Three Major Challenges in Observability Data Collection for Terminal Devices

Challenge 1: Complex Network Environments

The network conditions of the operating environments of terminal devices are far more complex than those of data centers:

● Weak network scenarios: Unstable mobile network signals, weak Wi-Fi signals, and cross-region long links cause low network bandwidth, high latency, and high packet loss rates.

● Intermittent network disconnection: Device movement, network transitions, and temporary network faults cause periodic network interruptions.

● Long-term offline: In some scenarios, devices need to work offline for a long time, accumulating a large amount of data to be uploaded.

For example, when an in-vehicle terminal device is in transit in a remote area, the device may be in a state of weak network or network disconnection for a long time, and the normal network state is rare. When the vehicle is turned off or under maintenance, the in-vehicle terminal device is also powered off.

Challenge 2: Reliable Delivery of Observability Data

In unstable environments such as weak networks and power outages, ensuring reliable data delivery and consistency is the biggest challenge:

● Data loss threat: Network interruptions, device power outages, and process abnormalities can all lead to data loss.

● Sequential guarantee: Time-series data (such as metrics and traces) must maintain the chronological order of collection.

Challenge 3: Network Bandwidth Throttling

The network bandwidth of terminal devices is usually subject to strict limits:

● High traffic costs: The traffic fees of 4G/5G mobile networks are much higher than those of data center leased lines.

● Bandwidth contention: The upload of collected data needs to compete for limited bandwidth resources with business data transmission.

● Upload rate limits: Some carriers or network environments restrict upload bandwidth.

In such an environment, how to efficiently compress data, intelligently control the sending rate, and avoid bandwidth being fully occupied by collection traffic has become a problem that must be solved.

LoongCollector: Reliable Collection Solution Optimized for Edge Scenarios

LoongCollector is a high-performance and high-reliability observability data collector open sourced by Alibaba Cloud.
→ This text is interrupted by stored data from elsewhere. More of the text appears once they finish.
//! Attachment Model
//!
//! Client-side view of work-order attachments and of the files an operator
//! stages for upload.

use std::path::{Path, PathBuf};

use bytes::Bytes;
use chrono::{DateTime, Utc};
use serde::{Deserialize, Serialize};

use crate::classify::{classify, FileCategory};

/// Station scope of an attachment (which upload surface produced it)
#[derive(Debug, Clone, PartialEq, Eq, PartialOrd, Ord, Hash, Serialize, Deserialize)]
#[serde(from = "String", into = "String")]
pub enum StationCategory {
    Intake,
    NcDrill,
    Phototools,
    Inspection,
    Other(String),
}

impl StationCategory {
    pub fn as_str(&self) -> &str {
        match self {
            Self::Intake => "intake",
            Self::NcDrill => "nc_drill",
            Self::Phototools => "phototools",
            Self::Inspection => "inspection",
            Self::Other(s) => s,
        }
    }

    /// Kind forced by single-purpose stations, regardless of file extension.
    pub fn default_kind_override(&self) -> Option<AttachmentKind> {
        match self {
            Self::NcDrill => Some(AttachmentKind::DrillFile),
            Self::Phototools => Some(AttachmentKind::Film),
            _ => None,
        }
    }
}

impl From<String> for StationCategory {
    fn from(s: String) -> Self {
        match s.as_str() {
            "intake" => Self::Intake,
            "nc_drill" => Self::NcDrill,
            "phototools" => Self::Phototools,
            "inspection" => Self::Inspection,
            _ => Self::Other(s),
        }
    }
}

impl From<&str> for StationCategory {
    fn from(s: &str) -> Self {
        Self::from(s.to_string())
    }
}

impl From<StationCategory> for String {
    fn from(category: StationCategory) -> Self {
        category.as_str().to_string()
    }
}

impl std::fmt::Display for StationCategory {
    fn fmt(&self, f: &mut std::fmt::Formatter<'_>) -> std::fmt::Result {
        f.write_str(self.as_str())
    }
}

/// Persisted classification tag used for downstream filtering and approval
#[derive(Debug, Clone, PartialEq, Eq, PartialOrd, Ord, Hash, Serialize, Deserialize)]
#[serde(from = "String", into = "String")]
pub enum AttachmentKind {
    DrillFile,
    Gerber,
    Spec,
    JobCard,
    Film,
    InspectionImage,
    Other(String),
}

impl AttachmentKind {
    pub fn as_str(&self) -> &str {
        match self {
            Self::DrillFile => "drill_file",
            Self::Gerber => "gerber",
            Self::Spec => "spec",
            Self::JobCard => "job_card",
            Self::Film => "film",
            Self::InspectionImage => "inspection_image",
            Self::Other(s) => s,
        }
    }
}

impl From<String> for AttachmentKind {
    fn from(s: String) -> Self {
        match s.as_str() {
            "drill_file" => Self::DrillFile,
            "gerber" => Self::Gerber,
            "spec" => Self::Spec,
            "job_card" => Self::JobCard,
            "film" => Self::Film,
            "inspection_image" => Self::InspectionImage,
            _ => Self::Other(s),
        }
    }
}

impl From<&str> for AttachmentKind {
    fn from(s: &str) -> Self {
        Self::from(s.to_string())
    }
}

impl From<AttachmentKind> for String {
    fn from(kind: AttachmentKind) -> Self {
        kind.as_str().to_string()
    }
}

impl std::fmt::Display for AttachmentKind {
    fn fmt(&self, f: &mut std::fmt::Formatter<'_>) -> std::fmt::Result {
        f.write_str(self.as_str())
    }
}

/// Uploader reference: the API returns either a user id or a display name
#[derive(Debug, Clone, PartialEq, Eq, Serialize, Deserialize)]
#[serde(untagged)]
pub enum UploadedBy {
    Id(i64),
    Name(String),
}

impl std::fmt::Display for UploadedBy {
    fn fmt(&self, f: &mut std::fmt::Formatter<'_>) -> std::fmt::Result {
        match self {
            Self::Id(id) => write!(f, "user #{}", id),
            Self::Name(name) => f.write_str(name),
        }
    }
}

/// An attachment record as returned by the portal
#[derive(Debug, Clone, PartialEq, Serialize, Deserialize)]
#[serde(rename_all = "camelCase")]
pub struct Attachment {
    /// Server-side filename, unique per work order
    pub filename: String,
    /// Name of the file as the operator uploaded it
    pub original_name: String,
    pub category: StationCategory,
    pub kind: AttachmentKind,
    /// File size in bytes
    pub size: u64,
    pub uploaded_at: DateTime<Utc>,
    pub uploaded_by: UploadedBy,
    #[serde(default, skip_serializing_if = "Option::is_none")]
    pub cam_number: Option<String>,
    #[serde(default, skip_serializing_if = "Option::is_none")]
    pub description: Option<String>,
    #[serde(default, skip_serializing_if = "Option::is_none")]
    pub approved_at: Option<DateTime<Utc>>,
    #[serde(default, skip_serializing_if = "Option::is_none")]
    pub rejection_reason: Option<String>,
}

impl Attachment {
    pub fn is_approved(&self) -> bool {
        self.approved_at.is_some()
    }

    pub fn is_rejected(&self) -> bool {
        self.rejection_reason.is_some()
    }

    /// Get file extension of the original name
    pub fn extension(&self) -> Option<&str> {
        if !self.original_name.contains('.') {
            return None;
        }
        self.original_name
            .rsplit('.')
            .next()
            .filter(|ext| ext.len() <= 10 && !ext.is_empty())
    }

    /// Human-readable file size
    pub fn human_size(&self) -> String {
        human_size(self.size)
    }
}

pub(crate) fn human_size(bytes: u64) -> String {
    const UNITS: &[&str] = &["B", "KB", "MB", "GB", "TB"];

    if bytes == 0 {
        return "0 B".to_string();
    }

    let size = bytes as f64;
    let base = 1024.0_f64;
    let i = (size.ln() / base.ln()).floor() as usize;
    let i = i.min(UNITS.len() - 1);

    let value = size / base.powi(i as i32);
    format!("{:.1} {}", value, UNITS[i])
}

/// Where the bytes of a staged file live
#[derive(Debug, Clone)]
pub enum FileSource {
    Memory(Bytes),
    Path(PathBuf),
}

/// A file chosen by the operator, not yet sent anywhere
#[derive(Debug, Clone)]
pub struct UploadFile {
    name: String,
    size: u64,
    source: FileSource,
}

impl UploadFile {
    pub fn from_bytes(name: impl Into<String>, data: impl Into<Bytes>) -> Self {
        let data = data.into();
        Self {
            name: name.into(),
            size: data.len() as u64,
            source: FileSource::Memory(data),
        }
    }

    /// Stage a file from disk. Only metadata is read here; the content is
    /// read when the upload request is built.
    pub async fn from_path(path: impl AsRef<Path>) -> std::io::Result<Self> {
        let path = path.as_ref();
        let metadata = tokio::fs::metadata(path).await?;
        if !metadata.is_file() {
            return Err(std::io::Error::new(
                std::io::ErrorKind::InvalidInput,
                format!("not a regular file: {}", path.display()),
            ));
        }

        let name = path
            .file_name()
            .and_then(|n| n.to_str())
            .ok_or_else(|| {
                std::io::Error::new(
                    std::io::ErrorKind::InvalidInput,
                    format!("invalid file name: {}", path.display()),
                )
            })?
            .to_string();

        Ok(Self {
            name,
            size: metadata.len(),
            source: FileSource::Path(path.to_path_buf()),
        })
    }

    pub fn name(&self) -> &str {
        &self.name
    }

    pub fn size(&self) -> u64 {
        self.size
    }

    pub fn source(&self) -> &FileSource {
        &self.source
    }

    pub fn category(&self) -> FileCategory {
        classify(&self.name)
    }

    /// MIME type guessed from the file name
    pub fn content_type(&self) -> String {
        mime_guess::from_path(&self.name)
            .first_or_octet_stream()
            .to_string()
    }

    pub async fn read(&self) -> std::io::Result<Bytes> {
        match &self.source {
            FileSource::Memory(data) => Ok(data.clone()),
            FileSource::Path(path) => tokio::fs::read(path).await.map(Bytes::from),
        }
    }
}

/// A staged file waiting for the metadata gate
#[derive(Debug, Clone)]
pub struct PendingUploadItem {
    pub file: UploadFile,
    /// Attachment this file supersedes, when part of a reupload
    pub is_replacement_for: Option<Attachment>,
}

impl PendingUploadItem {
    pub fn new(file: UploadFile) -> Self {
        Self {
            file,
            is_replacement_for: None,
        }
    }

    pub fn replacing(file: UploadFile, existing: Attachment) -> Self {
        Self {
            file,
            is_replacement_for: Some(existing),
        }
    }
}

/// The multipart payload of a create-attachment call
#[derive(Debug, Clone)]
pub struct CreateAttachmentRequest {
    pub file: UploadFile,
    pub category: StationCategory,
    pub kind: AttachmentKind,
    /// Operator-entered identifier, already trimmed
    pub cam_number: String,
}
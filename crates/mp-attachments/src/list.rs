//! Attachment list view
//!
//! Holds the attachments currently displayed for one work order. Every
//! refresh fetches the full server snapshot and replaces the displayed
//! collection wholesale; nothing is merged, so the last completed refresh
//! wins.

use std::sync::Arc;

use bytes::Bytes;
use mp_core::PortalResult;
use tokio::sync::watch;
use tracing::{debug, info, instrument, warn};

use crate::api::AttachmentApi;
use crate::model::{Attachment, AttachmentKind, StationCategory};
use crate::station::StationConfig;

/// Receives the full attachment set after each successful mutation
pub trait AttachmentSink: Send + Sync {
    fn on_upload_complete(&self, attachments: &[Attachment]);
}

impl<F> AttachmentSink for F
where
    F: Fn(&[Attachment]) + Send + Sync,
{
    fn on_upload_complete(&self, attachments: &[Attachment]) {
        self(attachments)
    }
}

/// Which attachments a view displays. Empty sets match everything.
#[derive(Debug, Clone, Default, PartialEq, Eq)]
pub struct AttachmentFilter {
    pub categories: Vec<StationCategory>,
    pub kinds: Vec<AttachmentKind>,
}

impl AttachmentFilter {
    pub fn all() -> Self {
        Self::default()
    }

    /// Attachments uploaded at `station`.
    pub fn for_station(station: &StationConfig) -> Self {
        Self {
            categories: vec![station.category.clone()],
            kinds: Vec::new(),
        }
    }

    pub fn with_kinds(mut self, kinds: Vec<AttachmentKind>) -> Self {
        self.kinds = kinds;
        self
    }

    pub fn matches(&self, attachment: &Attachment) -> bool {
        (self.categories.is_empty() || self.categories.contains(&attachment.category))
            && (self.kinds.is_empty() || self.kinds.contains(&attachment.kind))
    }
}

pub struct AttachmentListView {
    api: Arc<dyn AttachmentApi>,
    work_order_id: String,
    filter: AttachmentFilter,
    displayed: watch::Sender<Arc<Vec<Attachment>>>,
    sink: Option<Arc<dyn AttachmentSink>>,
}

impl AttachmentListView {
    pub fn new(
        api: Arc<dyn AttachmentApi>,
        work_order_id: impl Into<String>,
        filter: AttachmentFilter,
    ) -> Self {
        let (displayed, _) = watch::channel(Arc::new(Vec::new()));
        Self {
            api,
            work_order_id: work_order_id.into(),
            filter,
            displayed,
            sink: None,
        }
    }

    pub fn with_sink(mut self, sink: Arc<dyn AttachmentSink>) -> Self {
        self.sink = Some(sink);
        self
    }

    pub fn work_order_id(&self) -> &str {
        &self.work_order_id
    }

    pub fn filter(&self) -> &AttachmentFilter {
        &self.filter
    }

    pub fn displayed(&self) -> Arc<Vec<Attachment>> {
        self.displayed.borrow().clone()
    }

    pub fn subscribe(&self) -> watch::Receiver<Arc<Vec<Attachment>>> {
        self.displayed.subscribe()
    }

    pub fn find(&self, filename: &str) -> Option<Attachment> {
        self.displayed
            .borrow()
            .iter()
            .find(|a| a.filename == filename)
            .cloned()
    }

    /// Fetch the server set and replace the displayed collection.
    #[instrument(skip(self), fields(work_order_id = %self.work_order_id))]
    pub async fn refresh(&self) -> PortalResult<Arc<Vec<Attachment>>> {
        self.fetch_and_replace().await.map(|(_, shown)| shown)
    }

    /// Refresh, then hand the full fetched set to the parent view.
    #[instrument(skip(self), fields(work_order_id = %self.work_order_id))]
    pub async fn refresh_and_notify(&self) -> PortalResult<Arc<Vec<Attachment>>> {
        let (all, shown) = self.fetch_and_replace().await?;
        if let Some(sink) = &self.sink {
            sink.on_upload_complete(&all);
        }
        Ok(shown)
    }

    /// Delete an attachment, then refresh and notify. Only the delete itself
    /// can fail the call; a failed refresh is logged.
    #[instrument(skip(self), fields(work_order_id = %self.work_order_id))]
    pub async fn delete(&self, filename: &str) -> PortalResult<()> {
        self.api
            .delete_attachment(&self.work_order_id, filename)
            .await?;
        info!(filename = %filename, "Attachment deleted");

        if let Err(e) = self.refresh_and_notify().await {
            warn!(filename = %filename, error = %e, "Failed to refresh attachments after delete");
        }
        Ok(())
    }

    pub async fn download(&self, filename: &str) -> PortalResult<Bytes> {
        self.api
            .download_attachment(&self.work_order_id, filename)
            .await
    }

    async fn fetch_and_replace(&self) -> PortalResult<(Vec<Attachment>, Arc<Vec<Attachment>>)> {
        let all = self.api.list_attachments(&self.work_order_id).await?;
        let shown: Arc<Vec<Attachment>> = Arc::new(
            all.iter()
                .filter(|a| self.filter.matches(a))
                .cloned()
                .collect(),
        );
        debug!(total = all.len(), shown = shown.len(), "Attachment list refreshed");
        self.displayed.send_replace(shown.clone());
        Ok((all, shown))
    }
}

#[cfg(test)]
mod tests {
    use super::*;
    use crate::api::{ApiCall, MemoryAttachmentApi};
    use crate::model::UploadedBy;
    use parking_lot::Mutex;

    fn attachment(filename: &str, category: StationCategory, kind: AttachmentKind) -> Attachment {
        Attachment {
            filename: filename.to_string(),
            original_name: filename.to_string(),
            category,
            kind,
            size: 3,
            uploaded_at: chrono::Utc::now(),
            uploaded_by: UploadedBy::Name("Ada".to_string()),
            cam_number: Some("CAM-1".to_string()),
            description: None,
            approved_at: None,
            rejection_reason: None,
        }
    }

    async fn seeded() -> Arc<MemoryAttachmentApi> {
        let api = Arc::new(MemoryAttachmentApi::new());
        api.insert(
            "wo-1",
            attachment("a.gbr", StationCategory::Intake, AttachmentKind::Gerber),
            Bytes::from_static(b"gbr"),
        )
        .await;
        api.insert(
            "wo-1",
            attachment("b.drl", StationCategory::NcDrill, AttachmentKind::DrillFile),
            Bytes::from_static(b"drl"),
        )
        .await;
        api.insert(
            "wo-1",
            attachment("c.png", StationCategory::Phototools, AttachmentKind::Film),
            Bytes::from_static(b"png"),
        )
        .await;
        api
    }

    #[tokio::test]
    async fn test_refresh_is_idempotent() {
        let api = seeded().await;
        let view = AttachmentListView::new(api.clone(), "wo-1", AttachmentFilter::all());

        let first = view.refresh().await.unwrap();
        let second = view.refresh().await.unwrap();
        assert_eq!(first.len(), 3);
        assert_eq!(first, second);
        assert_eq!(view.displayed(), second);
    }

    #[tokio::test]
    async fn test_refresh_replaces_wholesale() {
        let api = seeded().await;
        let view = AttachmentListView::new(api.clone(), "wo-1", AttachmentFilter::all());
        view.refresh().await.unwrap();

        api.delete_attachment("wo-1", "a.gbr").await.unwrap();
        view.refresh().await.unwrap();

        let names: Vec<_> = view.displayed().iter().map(|a| a.filename.clone()).collect();
        assert_eq!(names, vec!["b.drl", "c.png"]);
        assert!(view.find("a.gbr").is_none());
    }

    #[tokio::test]
    async fn test_filter_by_station_and_kind() {
        let api = seeded().await;

        let drill = AttachmentListView::new(
            api.clone(),
            "wo-1",
            AttachmentFilter::for_station(&StationConfig::nc_drill()),
        );
        let shown = drill.refresh().await.unwrap();
        assert_eq!(shown.len(), 1);
        assert_eq!(shown[0].filename, "b.drl");

        let films = AttachmentListView::new(
            api.clone(),
            "wo-1",
            AttachmentFilter::all().with_kinds(vec![AttachmentKind::Film]),
        );
        assert_eq!(films.refresh().await.unwrap()[0].filename, "c.png");
    }

    #[tokio::test]
    async fn test_sink_receives_full_set() {
        let api = seeded().await;
        let received: Arc<Mutex<Vec<usize>>> = Arc::default();
        let sink = {
            let received = received.clone();
            move |attachments: &[Attachment]| received.lock().push(attachments.len())
        };

        let view = AttachmentListView::new(
            api.clone(),
            "wo-1",
            AttachmentFilter::for_station(&StationConfig::intake()),
        )
        .with_sink(Arc::new(sink));

        let shown = view.refresh_and_notify().await.unwrap();
        assert_eq!(shown.len(), 1);
        assert_eq!(*received.lock(), vec![3]);

        view.refresh().await.unwrap();
        assert_eq!(received.lock().len(), 1);
    }

    #[tokio::test]
    async fn test_delete_refreshes_and_notifies() {
        let api = seeded().await;
        let notified: Arc<Mutex<usize>> = Arc::default();
        let sink = {
            let notified = notified.clone();
            move |_: &[Attachment]| *notified.lock() += 1
        };
        let view = AttachmentListView::new(api.clone(), "wo-1", AttachmentFilter::all())
            .with_sink(Arc::new(sink));

        view.delete("b.drl").await.unwrap();
        assert_eq!(view.displayed().len(), 2);
        assert_eq!(*notified.lock(), 1);

        assert!(view.delete("b.drl").await.is_err());
        assert_eq!(*notified.lock(), 1);

        let data = view.download("a.gbr").await.unwrap();
        assert_eq!(data, Bytes::from_static(b"gbr"));
        assert!(api.calls().contains(&ApiCall::Download {
            work_order_id: "wo-1".to_string(),
            filename: "a.gbr".to_string()
        }));
    }

    #[tokio::test]
    async fn test_failed_refresh_keeps_previous_collection() {
        let api = seeded().await;
        let view = AttachmentListView::new(api.clone(), "wo-1", AttachmentFilter::all());
        view.refresh().await.unwrap();

        api.fail_list("Service unavailable");
        let err = view.refresh().await.unwrap_err();
        assert_eq!(err.user_message(), "Service unavailable");
        assert_eq!(view.displayed().len(), 3);
    }
}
While supporting the internal deployment of Alibaba Cloud at the scale of tens of millions, it has been deeply optimized for edge scenarios.

Overview of Core Capabilities

Unified Observability Data Collection

LoongCollector provides complete observability data collection capabilities:

● Host monitoring: Real-time collection of system metrics such as CPU, memory, disk, and network. It supports 100+ system metric items.

● Prometheus protocol: Fully compatible with the Prometheus ecosystem, allowing the collection of all application metrics that support Prometheus collection.

● Log collection: High-efficiency text log collection capabilities, supporting multiple log formats and parsing methods.

Ultra-Low Resource Consumption

For resource-constrained terminal devices, LoongCollector has undergone extreme performance optimization:

This means that under the same hardware conditions, LoongCollector can support more collection tasks or run stably on devices with more limited resources.

Enterprise-Level Stability Assurance

● Production-grade verification: Supports the observability data collection of more than 10 million instances within Alibaba Cloud.

● High availability: Single-instance high availability, supporting self-recovery from faults.

● Time-tested: Verified through years of Double 11 sales promotions, burst traffic, and other extreme scenarios.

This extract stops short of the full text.